My speculative imaginary view of this has been that if the evolution of quantum physical objects is not perfectly conservative, then there might be processes which convert energy between scales. One possibility is that fields at the scales that determine gravitational interactions would be converted to lower scale matter that is currently not detectable. The result would be both an inflow and an outflow from regions that contain large masses, but on different scales and with different effects, attractive for matter that interacts more with the inflow, repulsive for matter that interacts more with the outflow.

At the human scale I suppose we have to imagine that we are pressed down by a flow of something that isn't the same as matter, it's the gravitational field if you will, and of course not an aether, metaphorically being sucked into the earth as food for a fundamental entropic process. Whatever exhaust there is from this process interacts with us enough less to be essentially undetectable on anywhere close to human scales, but would be detectable on either very large or very small scales.
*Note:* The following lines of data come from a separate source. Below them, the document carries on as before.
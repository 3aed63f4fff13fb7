//! Chat model seam and its genai implementation

use std::time::Duration;

use async_trait::async_trait;
use futures::{Stream, StreamExt};
use genai::chat::{
    ChatMessage, ChatOptions, ChatRequest, ChatStreamEvent, Tool, ToolCall, ToolResponse,
};
use genai::{Client, WebConfig};
use serde_json::{json, Value};
use tracing::{debug, error};

use crate::error::{Error, Result};
use crate::runtime::checkpoint::{ConversationMessage, ToolCallRequest};
use crate::tools::ToolSpec;

/// Receives assistant text fragments as they arrive
pub type DeltaSink = dyn Fn(&str) + Send + Sync;

/// One model response
#[derive(Debug, Clone, Default, PartialEq)]
pub struct ModelReply {
    pub content: Option<String>,
    pub tool_calls: Vec<ToolCallRequest>,
}

/// A model that can answer with text or tool calls
#[async_trait]
pub trait ChatModel: Send + Sync {
    async fn complete(
        &self,
        system: &str,
        messages: &[ConversationMessage],
        tools: &[ToolSpec],
        on_delta: &DeltaSink,
    ) -> Result<ModelReply>;
}

/// Chat model reached through genai; provider keys come from the environment
pub struct GenAiModel {
    client: Client,
    model: String,
}

impl GenAiModel {
    /// Default timeout for LLM API requests (5 minutes)
    const DEFAULT_TIMEOUT: Duration = Duration::from_secs(300);

    fn default_web_config() -> WebConfig {
        WebConfig::default()
            .with_timeout(Self::DEFAULT_TIMEOUT)
            .with_connect_timeout(Duration::from_secs(30))
    }

    pub fn new(model: impl Into<String>) -> Self {
        let client = Client::builder()
            .with_web_config(Self::default_web_config())
            .build();
        Self {
            client,
            model: model.into(),
        }
    }

    /// Tool calls only arrive whole when genai accumulates them for us
    fn chat_options() -> ChatOptions {
        ChatOptions::default().with_capture_tool_calls(true)
    }

    fn build_request(system: &str, messages: &[ConversationMessage], tools: &[ToolSpec]) -> ChatRequest {
        let mut chat_req = ChatRequest::default().with_system(system);

        for msg in messages {
            chat_req = match msg {
                ConversationMessage::User { content } => {
                    chat_req.append_message(ChatMessage::user(content.clone()))
                }
                // Tool calls go out as a single assistant message; any text
                // alongside them is dropped
                ConversationMessage::Assistant { tool_calls, .. } if !tool_calls.is_empty() => {
                    let calls: Vec<ToolCall> = tool_calls
                        .iter()
                        .map(|tc| ToolCall {
                            call_id: tc.call_id.clone(),
                            fn_name: tc.name.clone(),
                            fn_arguments: tc.arguments.clone(),
                            thought_signatures: None,
                        })
                        .collect();
                    chat_req.append_message(calls)
                }
                ConversationMessage::Assistant { content, .. } => {
                    chat_req.append_message(ChatMessage::assistant(content.clone().unwrap_or_default()))
                }
                ConversationMessage::Tool { call_id, content, .. } => {
                    chat_req.append_message(ToolResponse::new(call_id.clone(), content.clone()))
                }
            };
        }

        if !tools.is_empty() {
            let genai_tools: Vec<Tool> = tools
                .iter()
                .map(|t| {
                    Tool::new(&t.name)
                        .with_description(&t.description)
                        .with_schema(t.parameters.clone())
                })
                .collect();
            chat_req = chat_req.with_tools(genai_tools);
        }

        chat_req
    }
}

#[async_trait]
impl ChatModel for GenAiModel {
    async fn complete(
        &self,
        system: &str,
        messages: &[ConversationMessage],
        tools: &[ToolSpec],
        on_delta: &DeltaSink,
    ) -> Result<ModelReply> {
        let chat_req = Self::build_request(system, messages, tools);

        let response = self
            .client
            .exec_chat_stream(&self.model, chat_req, Some(&Self::chat_options()))
            .await
            .map_err(|e| {
                error!(error = ?e, model = %self.model, "LLM request failed");
                Error::Provider(format!("GenAI error: {:?}", e))
            })?;

        let reply = collect_reply(response.stream, on_delta).await.map_err(|e| {
            error!(error = ?e, model = %self.model, "LLM stream error");
            Error::Provider(format!("GenAI stream error: {:?}", e))
        })?;

        debug!(
            model = %self.model,
            chars = reply.content.as_deref().map_or(0, str::len),
            tool_calls = reply.tool_calls.len(),
            "Model replied"
        );

        Ok(reply)
    }
}

/// Drain a chat stream: text chunks go to `on_delta` as they arrive, tool
/// calls are taken from the end event once their arguments are complete
async fn collect_reply<S>(mut stream: S, on_delta: &DeltaSink) -> genai::Result<ModelReply>
where
    S: Stream<Item = genai::Result<ChatStreamEvent>> + Unpin,
{
    let mut content = String::new();
    let mut tool_calls = Vec::new();

    while let Some(event) = stream.next().await {
        match event? {
            ChatStreamEvent::Chunk(chunk) => {
                if !chunk.content.is_empty() {
                    on_delta(&chunk.content);
                    content.push_str(&chunk.content);
                }
            }
            ChatStreamEvent::End(end) => {
                tool_calls = end
                    .captured_into_tool_calls()
                    .unwrap_or_default()
                    .into_iter()
                    .map(|call| ToolCallRequest {
                        call_id: call.call_id,
                        name: call.fn_name,
                        arguments: normalize_arguments(call.fn_arguments),
                    })
                    .collect();
                break;
            }
            // Fragments; the end event carries the assembled calls
            ChatStreamEvent::ToolCallChunk(_) => {}
            _ => {}
        }
    }

    Ok(ModelReply {
        content: if content.is_empty() { None } else { Some(content) },
        tool_calls,
    })
}

/// Calls without arguments arrive as an empty string
fn normalize_arguments(arguments: Value) -> Value {
    match arguments {
        Value::Null => json!({}),
        Value::String(s) if s.trim().is_empty() => json!({}),
        other => other,
    }
}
Like I say, speculative, and also only a very small part of a whole entropic process. I can take a few or even a lot of downvotes, but pretend for a moment we're shooting the breeze at coffee. I haven't followed the Verlinde and other entropic gravity literature at all closely, so I don't know whether something like this of model has been suggested in a mathematical form, which would be required for it to be publishable (although being published definitely wouldn't be enough to make this not speculative).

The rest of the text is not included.